Disseminated disease due to NTM is primarily found in acute immunodeficiency syndrome (AIDS) and other conditions with severe immunosuppression [12]. Bronchiectasis was common among patients with pulmonary isolation of any NTM [18]. NTM also has been reported as the cause of iatrogenic infection in skin and soft tissue [19]. In addition, NTM is increasingly found to cause skin and soft tissue infections, such as in patients post underwent surgery [20,21]. It has also been reported that the increase of medical tourism among US citizens has led to the increase of NTM infections from cosmetic surgery performed in other countries [22]. Multi-drug resistant Mycobacterium abscessus complex has become a concern as the cause of infection in Cystic Fibrosis [23].

Diagnostic tools for the detection of Nontuberculous mycobacteria

NTM infection showed various clinical manifestations and difficult to be differentiated with tuberculosis infection or other pulmonary infection. Therefore diagnostic method to identify NTM infection is very crucial to establish the diagnosis of NTM. The treatment for NTM infection specifically depends on the species, therefore, species-level identification of NTM is recommended [8,24]. In developing countries, there is a limited method available for the detection of NTM; the conventional methods such as smear microscopy are cheap and simple for rapid detection of mycobacteria [8]. Two types of smear microscopic staining for Acid Fast Bacilli (AFB) detection that are commonly used are carbol fuchsin stain (such as Ziehl-Neelsen or Kinyoun staining) and the fluorochrome staining (using auramine O alone or in combination with rhodamine B) [8]. However, these techniques cannot see the differences between NTM and M. tuberculosis [8].

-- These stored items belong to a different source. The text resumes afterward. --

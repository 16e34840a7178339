//! Frame loop driving the fixed-step simulation
//!
//! Converts variable frame deltas into whole `SIM_DT` ticks.

use crate::consts::*;
use crate::renderer::{FlightVisibility, ViewUniform};
use crate::sim::{Simulation, TickInput, TickReport, tick};

/// Host-side loop state
#[derive(Debug)]
pub struct Runner {
    pub sim: Simulation,
    /// Input for the next tick; `jump` is consumed by the first tick that sees it
    pub input: TickInput,
    pub quit: bool,
    accumulator: f32,
}

impl Runner {
    pub fn new(sim: Simulation) -> Self {
        Self {
            sim,
            input: TickInput::default(),
            quit: false,
            accumulator: 0.0,
        }
    }

    /// Run as many ticks as `dt` pays for, returning their reports
    pub fn update(&mut self, dt: f32) -> Vec<TickReport> {
        if !dt.is_finite() || dt < 0.0 {
            log::warn!("Ignoring frame delta {dt}");
            return Vec::new();
        }
        self.accumulator += dt.min(MAX_FRAME_DT);

        let mut reports = Vec::new();
        let mut substeps = 0;
        while self.accumulator >= SIM_DT && substeps < MAX_SUBSTEPS {
            let input = self.input.clone();
            reports.push(tick(&mut self.sim, &input, SIM_DT));
            self.accumulator -= SIM_DT;
            substeps += 1;

            // Clear one-shot inputs after processing
            self.input.jump = false;
            self.input.look_delta = glam::Vec2::ZERO;
        }
        if substeps == MAX_SUBSTEPS && self.accumulator >= SIM_DT {
            // Drop the backlog instead of spiralling
            self.accumulator = 0.0;
        }
        reports
    }

    /// Uniform and flight visibility for the current camera
    pub fn view(&self, aspect: f32) -> (ViewUniform, FlightVisibility) {
        let camera = &self.sim.camera;
        (
            ViewUniform::from_camera(camera, aspect),
            FlightVisibility::at(&self.sim.surfaces, camera.position.y),
        )
    }
}
//! Vertex types for the room meshes

use bytemuck::{Pod, Zeroable};
use glam::Vec3;

/// Lit vertex with position, normal and color
#[repr(C)]
#[derive(Copy, Clone, Debug, PartialEq, Pod, Zeroable)]
pub struct Vertex {
    pub position: [f32; 3],
    pub normal: [f32; 3],
    pub color: [f32; 4],
}

impl Vertex {
    pub fn new(position: Vec3, normal: Vec3, color: [f32; 4]) -> Self {
        Self {
            position: position.to_array(),
            normal: normal.to_array(),
            color,
        }
    }

    const ATTRIBUTES: [wgpu::VertexAttribute; 3] =
        wgpu::vertex_attr_array![0 => Float32x3, 1 => Float32x3, 2 => Float32x4];

    pub fn desc() -> wgpu::VertexBufferLayout<'static> {
        wgpu::VertexBufferLayout {
            array_stride: std::mem::size_of::<Vertex>() as wgpu::BufferAddress,
            step_mode: wgpu::VertexStepMode::Vertex,
            attributes: &Self::ATTRIBUTES,
        }
    }
}

/// Colors for room elements
pub mod colors {
    pub const BOTTOM: [f32; 4] = [0.4, 0.0, 0.0, 1.0]; // Below the lower floor
    pub const MIDDLE: [f32; 4] = [0.0, 0.4, 0.0, 1.0];
    pub const TOP: [f32; 4] = [0.0, 0.0, 0.4, 1.0];
    pub const ROYAL_BLUE: [f32; 4] = [65.0 / 255.0, 105.0 / 255.0, 225.0 / 255.0, 1.0];
    pub const LIGHTER_BLUE: [f32; 4] = [100.0 / 255.0, 149.0 / 255.0, 237.0 / 255.0, 1.0];
    pub const FRAME_GRAY: [f32; 4] = [0.8, 0.8, 0.8, 1.0];
    pub const STEP: [f32; 4] = [0.55, 0.27, 0.07, 1.0];
    pub const BACKGROUND: [f32; 4] = [0.0, 0.0, 0.0, 1.0];
}

#[cfg(test)]
mod tests {
    use super::*;

    #[test]
    fn test_layout_matches_struct() {
        let layout = Vertex::desc();
        assert_eq!(layout.array_stride, 40);
        assert_eq!(layout.attributes.len(), 3);
        assert_eq!(layout.attributes[1].offset, 12);
        assert_eq!(layout.attributes[2].offset, 24);
    }

    #[test]
    fn test_vertex_casts_to_bytes() {
        let v = Vertex::new(Vec3::X, Vec3::Y, colors::STEP);
        assert_eq!(bytemuck::bytes_of(&v).len(), 40);
    }
}
//! Logging and crash reporting.
//!
//! Install the panic hook and logger at startup:
//!
//! ```ignore
//! use covview::observability::{init_logging, install_panic_hook, LogTarget};
//!
//! fn main() -> anyhow::Result<()> {
//!     install_panic_hook();
//!     init_logging(log::LevelFilter::Warn, LogTarget::Stderr)?;
//!     // ... rest of application
//!     Ok(())
//! }
//! ```

pub mod logging;
pub mod panic_hook;

pub use logging::{default_log_file, init_logging, viewer_log_target, LogTarget};
pub use panic_hook::{install_panic_hook, is_tui_active, set_tui_active};
//! Observable display state.
//!
//! [`StateStore`] owns the single [`DisplayState`] value driving what the
//! renderer shows. It has exactly one write path ([`StateStore::load`]) and
//! notifies every subscriber after each transition. The store is not `Sync`:
//! it lives on the interaction thread and background work reaches it only
//! through [`crate::loader`].

use crate::report::Report;
use std::fmt;
use std::sync::Arc;

/// What the renderer should show.
#[derive(Debug, Clone, PartialEq, Default)]
pub enum DisplayState {
    /// No report loaded yet
    #[default]
    Empty,
    /// Most recent successfully decoded report
    Loaded(Arc<Report>),
}

impl DisplayState {
    pub fn report(&self) -> Option<&Report> {
        match self {
            Self::Empty => None,
            Self::Loaded(report) => Some(report),
        }
    }

    pub fn is_empty(&self) -> bool {
        matches!(self, Self::Empty)
    }
}

type Listener = Box<dyn FnMut(&DisplayState)>;

/// Holder of the current [`DisplayState`] with notify-on-change.
#[derive(Default)]
pub struct StateStore {
    state: DisplayState,
    revision: u64,
    listeners: Vec<Listener>,
}

impl fmt::Debug for StateStore {
    fn fmt(&self, f: &mut fmt::Formatter<'_>) -> fmt::Result {
        f.debug_struct("StateStore")
            .field("state", &self.state)
            .field("revision", &self.revision)
            .field("listeners", &self.listeners.len())
            .finish()
    }
}

impl StateStore {
    pub fn new() -> Self {
        Self::default()
    }

    pub fn state(&self) -> &DisplayState {
        &self.state
    }

    /// Number of transitions applied so far
    pub fn revision(&self) -> u64 {
        self.revision
    }

    /// Register a listener called after every transition.
    pub fn subscribe(&mut self, listener: impl FnMut(&DisplayState) + 'static) {
        self.listeners.push(Box::new(listener));
    }

    /// Replace the displayed report wholesale and notify listeners.
    pub fn load(&mut self, report: Report) {
        self.state = DisplayState::Loaded(Arc::new(report));
        self.revision += 1;
        self.notify();
    }

    fn notify(&mut self) {
        let state = &self.state;
        for listener in self.listeners.iter_mut() {
            listener(state);
        }
    }
}

#[cfg(test)]
mod tests {
    use super::*;
    use std::cell::RefCell;
    use std::rc::Rc;

    fn report(covered: u64) -> Report {
        Report {
            covered_lines: covered,
            executable_lines: 100,
            line_coverage: covered as f64 / 100.0,
            targets: vec![],
        }
    }

    #[test]
    fn test_starts_empty() {
        let store = StateStore::new();
        assert!(store.state().is_empty());
        assert!(store.state().report().is_none());
        assert_eq!(store.revision(), 0);
    }

    #[test]
    fn test_load_replaces_previous_report() {
        let mut store = StateStore::new();
        store.load(report(10));
        store.load(report(20));

        assert_eq!(store.revision(), 2);
        assert_eq!(store.state().report().map(|r| r.covered_lines), Some(20));
    }

    #[test]
    fn test_listeners_see_every_transition() {
        let seen = Rc::new(RefCell::new(Vec::new()));
        let sink = Rc::clone(&seen);

        let mut store = StateStore::new();
        store.subscribe(move |state| {
            sink.borrow_mut()
                .push(state.report().map(|r| r.covered_lines));
        });

        store.load(report(1));
        store.load(report(2));

        assert_eq!(*seen.borrow(), vec![Some(1), Some(2)]);
    }
}
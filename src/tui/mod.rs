//! Interactive terminal viewer for coverage reports.
//!
//! The screen shows a "Select a JSON file" button above either a prompt or
//! the loaded report. Reports are read on background threads; the event
//! loop applies finished loads between frames, so the UI thread is the only
//! writer of the displayed state.
//!
//! # Examples
//!
//! ```rust,no_run
//! use covview::tui::{app::PickerOptions, CoverageExplorer};
//!
//! let mut explorer = CoverageExplorer::new(PickerOptions {
//!     start_dir: std::env::current_dir()?,
//!     show_hidden: false,
//! })?;
//! explorer.run()?;
//! # Ok::<(), anyhow::Error>(())
//! ```

pub mod actions;
pub mod app;
pub mod layout;
pub mod list_state;
pub mod navigation;
pub mod picker;
pub mod theme;
pub mod view;

use anyhow::Result;
use crossterm::{
    event::{self, Event},
    execute,
    terminal::{disable_raw_mode, enable_raw_mode, EnterAlternateScreen, LeaveAlternateScreen},
};
use ratatui::{backend::CrosstermBackend, Terminal};
use std::io;
use std::time::Duration;

use crate::observability::set_tui_active;
use app::{PickerOptions, ViewerApp};

const POLL_INTERVAL: Duration = Duration::from_millis(100);

/// Coverage viewer TUI manager
pub struct CoverageExplorer {
    terminal: Terminal<CrosstermBackend<io::Stdout>>,
    app: ViewerApp,
    restored: bool,
}

impl CoverageExplorer {
    /// Enter raw mode and the alternate screen.
    pub fn new(picker_options: PickerOptions) -> Result<Self> {
        enable_raw_mode()?;
        let mut stdout = io::stdout();
        execute!(stdout, EnterAlternateScreen)?;
        set_tui_active(true);

        let backend = CrosstermBackend::new(stdout);
        let terminal = Terminal::new(backend)?;

        Ok(Self {
            terminal,
            app: ViewerApp::new(picker_options),
            restored: false,
        })
    }

    /// Run the event loop until the user quits
    pub fn run(&mut self) -> Result<()> {
        log::info!("Coverage viewer started");

        loop {
            self.app.tick();

            let app = &mut self.app;
            self.terminal.draw(|f| view::render(f, app))?;

            if event::poll(POLL_INTERVAL)? {
                if let Event::Key(key) = event::read()? {
                    if navigation::handle_key(&mut self.app, key)? {
                        break;
                    }
                }
            }
        }

        log::info!("Coverage viewer closed");
        self.cleanup()
    }

    /// Restore the terminal
    fn cleanup(&mut self) -> Result<()> {
        if self.restored {
            return Ok(());
        }
        self.restored = true;
        set_tui_active(false);
        disable_raw_mode()?;
        execute!(self.terminal.backend_mut(), LeaveAlternateScreen)?;
        self.terminal.show_cursor()?;
        Ok(())
    }
}

impl Drop for CoverageExplorer {
    fn drop(&mut self) {
        let _ = self.cleanup();
    }
}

To diagnose NTM lung diseases, there are two types of cultures, liquid and solid media cultures that are recommended to increase the growth detection of NTM [8,10]. Definitive diagnosis of NTM lung diseases requires the growth culture identification, even though Mycobacterium needs several weeks to grow in culture medium. In addition, it is suggested that the presence of NTM in a single sputum sample is not proof of NTM infection, especially when the AFB smear is negative and NTMs are cultured in small numbers [10], because of the possibility of contamination. However, until now, mycobacterium culture is still as the gold standard for laboratory confirmation of NTM; in addition, genotypic typing and drug susceptibility tests are required [10].

Various new technologies have greatly improved particularly in detection, identification, bacterial strain typing, and drug susceptibility testing of NTM [25]. For example, multiplex PCR has been used to identify the cause of tuberculosis infection and to identify NTM strain [11]. This PCR method can also identify new species which previously cannot be characterized by conventional biochemical and phenotypic techniques [11]. Species of NTM can be identified using PCR by examining the specific sequence such as hsp65 sequence and 16S rRNA [26]. Recently, a new method that is matrix-assisted laser desorption ionization-time of flight mass spectrometry (MALDI-TOF MS) can be used to identify NTM to species level. This technique can perform an accurate, rapid, cost-effective, and simple to identify species of NTM [27]. However, despite the advantages of this method, it is reported that this test is not as fast as to identify other bacteria. To identify NTM, it needs more time than to identify other bacterial strains [28].

4. Conclusion

NTM infection is increasing and becoming a major health problem worldwide. Recognising and minimising the risk factors for NTM infection can prevent and reduce the morbidity of NTM infection. Since the clinical manifestations of NTM infection are not specific and differ between species that infect the human, diagnostic tools to identify NTM species are crucial to establish a definite diagnosis and to determine the appropriate treatment. The knowledge about the species distribution of NTM, the risk factors, and the diagnostic methods is important to prevent the infection and provide accurate treatment of NTM infection.